● HOW TO COMPLETE THIS TASK: Could you set down exactly the lines in the records below between the line holding "return Some(prefix_len + 1 + i + 1);" and the line holding "let body = &input[1..];", inclusive?

# # #

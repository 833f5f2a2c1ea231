//! Lexer/tokenizer for declaration source.

use nom::{
    branch::alt,
    bytes::complete::{tag, take_while},
    character::complete::satisfy,
    combinator::recognize,
    sequence::pair,
    IResult,
};

use mvgen_core::{ParseError, Span};

/// Token classification.
#[derive(Debug, Clone, Copy, PartialEq, Eq)]
pub enum TokenKind {
    Ident,
    Punct,
    Str,
    Char,
    Number,
}

/// A token with its source text and position.
#[derive(Debug, Clone, Copy, PartialEq, Eq)]
pub struct Token<'a> {
    pub kind: TokenKind,
    /// Source text; verbatim identifiers have their `@` removed
    pub text: &'a str,
    pub span: Span,
}

impl<'a> Token<'a> {
    pub fn is_punct(&self, punct: &str) -> bool {
        self.kind == TokenKind::Punct && self.text == punct
    }

    pub fn is_ident(&self, word: &str) -> bool {
        self.kind == TokenKind::Ident && self.text == word
    }
}

/// Parse an identifier (starts with letter/underscore, followed by alphanumeric/underscore).
pub fn identifier(input: &str) -> IResult<&str, &str> {
    recognize(pair(
        satisfy(|c: char| c.is_alphabetic() || c == '_'),
        take_while(|c: char| c.is_alphanumeric() || c == '_'),
    ))(input)
}

/// Parse a numeric literal, including suffixes and hex/binary forms.
pub fn number(input: &str) -> IResult<&str, &str> {
    recognize(pair(
        satisfy(|c: char| c.is_ascii_digit()),
        take_while(|c: char| c.is_ascii_alphanumeric() || c == '_' || c == '.'),
    ))(input)
}

/// Parse a punctuation token. `::` and `=>` are the only multi-character ones
/// the grammar cares about; `>>` stays two tokens so generic lists close cleanly.
pub fn punctuation(input: &str) -> IResult<&str, &str> {
    alt((
        tag("::"),
        tag("=>"),
        recognize(satisfy(|c: char| "{}[]()<>,;:.=?!~+-*/%&|^@#$".contains(c))),
    ))(input)
}

/// Whether only indentation precedes `offset` on its line.
fn only_whitespace_before(input: &str, offset: usize) -> bool {
    input[..offset]
        .chars()
        .rev()
        .take_while(|&c| c != '\n')
        .all(|c| c == ' ' || c == '\t' || c == '\r')
}

/// Cursor over the source that tracks line and column.
struct Cursor<'a> {
    input: &'a str,
    offset: usize,
    line: u32,
    column: u32,
}

impl<'a> Cursor<'a> {
    fn new(input: &'a str) -> Self {
        Self { input, offset: 0, line: 1, column: 1 }
    }

    fn rest(&self) -> &'a str {
        &self.input[self.offset..]
    }

    fn advance(&mut self, len: usize) {
        for c in self.input[self.offset..self.offset + len].chars() {
            if c == '\n' {
                self.line += 1;
                self.column = 1;
            } else {
                self.column += 1;
            }
        }
        self.offset += len;
    }

    fn span(&self, start: usize, line: u32, column: u32) -> Span {
        Span { start, end: self.offset, line, column }
    }

    /// Skip whitespace, comments and preprocessor lines.
    fn skip_trivia(&mut self) -> Result<(), ParseError> {
        loop {
            let rest = self.rest();
            let trimmed = rest.trim_start();
            if trimmed.len() != rest.len() {
                self.advance(rest.len() - trimmed.len());
                continue;
            }
            if rest.starts_with("//") {
                let len = rest.find('\n').unwrap_or(rest.len());
                self.advance(len);
                continue;
            }
            if rest.starts_with("/*") {
                let Some(end) = rest[2..].find("*/") else {
                    return Err(ParseError::UnterminatedComment { line: self.line });
                };
                self.advance(end + 4);
                continue;
            }
            if rest.starts_with('#') && only_whitespace_before(self.input, self.offset) {
                let len = rest.find('\n').unwrap_or(rest.len());
                self.advance(len);
                continue;
            }
            return Ok(());
        }
    }
}

/// Length of a string literal at the start of `input`, prefix included.
///
/// Handles regular (`"..."`), verbatim (`@"..."`) and interpolated (`$"..."`)
/// forms. Returns `None` if the literal is not terminated.
fn string_literal_len(input: &str) -> Option<usize> {
    let prefix_len = input.find('"')?;
    let prefix = &input[..prefix_len];
    let verbatim = prefix.contains('@');
    let body = &input[prefix_len + 1..];
    let mut chars = body.char_indices().peekable();

    while let Some((i, c)) = chars.next() {
        match c {
            '\\' if !verbatim => {
                chars.next();
            }
            '"' if verbatim => {
                if matches!(chars.peek(), Some((_, '"'))) {
                    chars.next();
                } else {
                    return Some(prefix_len + 1 + i + 1);
                }
            }
            '"' => return Some(prefix_len + 1 + i + 1),
            '\n' if !verbatim => return None,
            _ => {}
        }
    }
    None
}

/// Length of a character literal at the start of `input`.
fn char_literal_len(input: &str) -> Option<usize> {
    let body = &input[1..];
    let mut chars = body.char_indices();
    while let Some((i, c)) = chars.next() {
        match c {
            '\\' => {
                chars.next();
            }
            '\'' => return Some(i + 2),
            '\n' => return None,
            _ => {}
        }
    }
    None
}

fn is_string_start(rest: &str) -> bool {
    rest.starts_with('"')
        || rest.starts_with("@\"")
        || rest.starts_with("$\"")
        || rest.starts_with("$@\"")
        || rest.starts_with("@$\"")
}

/// Split source text into tokens.
pub fn tokenize(input: &str) -> Result<Vec<Token<'_>>, ParseError> {
    let mut cursor = Cursor::new(input);
    let mut tokens = Vec::new();

    loop {
        cursor.skip_trivia()?;
        let rest = cursor.rest();
        if rest.is_empty() {
            break;
        }

        let start = cursor.offset;
        let (line, column) = (cursor.line, cursor.column);

        if is_string_start(rest) {
            let len = string_literal_len(rest).ok_or(ParseError::UnterminatedString { line })?;
            cursor.advance(len);
            tokens.push(Token {
                kind: TokenKind::Str,
                text: &input[start..cursor.offset],
                span: cursor.span(start, line, column),
            });
            continue;
        }

        if rest.starts_with('\'') {
            let len = char_literal_len(rest).ok_or(ParseError::UnterminatedString { line })?;
            cursor.advance(len);
            tokens.push(Token {
                kind: TokenKind::Char,
                text: &input[start..cursor.offset],
                span: cursor.span(start, line, column),
            });
            continue;
        }

        if let Some(after_at) = rest.strip_prefix('@') {
            if let Ok((_, ident)) = identifier(after_at) {
                cursor.advance(1 + ident.len());
                tokens.push(Token {
                    kind: TokenKind::Ident,
                    text: ident,
                    span: cursor.span(start, line, column),
                });
                continue;
            }
        }

        if let Ok((_, ident)) = identifier(rest) {
            cursor.advance(ident.len());
            tokens.push(Token {
                kind: TokenKind::Ident,
                text: ident,
                span: cursor.span(start, line, column),
            });
            continue;
        }

        if let Ok((_, num)) = number(rest) {
            cursor.advance(num.len());
            tokens.push(Token {
                kind: TokenKind::Number,
                text: num,
                span: cursor.span(start, line, column),
            });
            continue;
        }

        if let Ok((_, punct)) = punctuation(rest) {
            cursor.advance(punct.len());
            tokens.push(Token {
                kind: TokenKind::Punct,
                text: punct,
                span: cursor.span(start, line, column),
            });
            continue;
        }

        let found = rest.chars().next().ok_or(ParseError::UnexpectedEof)?;
        return Err(ParseError::InvalidCharacter { found, line, column });
    }

    Ok(tokens)
}
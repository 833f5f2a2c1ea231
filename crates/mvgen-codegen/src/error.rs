//! Error types for source generation.

use std::path::PathBuf;

use thiserror::Error;

/// Result type alias for generator operations.
pub type Result<T> = std::result::Result<T, GeneratorError>;

/// Errors that can occur during a generation pass.
///
/// None of these reach the host as errors: the pass boundary turns them
/// into an internal-error diagnostic, except [`GeneratorError::Cancelled`].
#[derive(Error, Debug)]
pub enum GeneratorError {
    /// A matched declaration has no symbol in the semantic model.
    #[error("No symbol declared for '{0}'")]
    MissingSymbol(String),

    /// The pass was cancelled between candidates.
    #[error("Generation was cancelled")]
    Cancelled,

    /// A panic escaped while building or emitting a unit.
    #[error("{0}")]
    Panicked(String),

    /// Writing a generated unit failed.
    #[error("Failed to write {path}: {source}")]
    Write {
        path: PathBuf,
        #[source]
        source: std::io::Error,
    },
}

# # #

● RESULT:
                    return Some(prefix_len + 1 + i + 1);
                }
            }
            '"' => return Some(prefix_len + 1 + i + 1),
            '\n' if !verbatim => return None,
            _ => {}
        }
    }
    None
}

/// Length of a character literal at the start of `input`.
fn char_literal_len(input: &str) -> Option<usize> {
    let body = &input[1..];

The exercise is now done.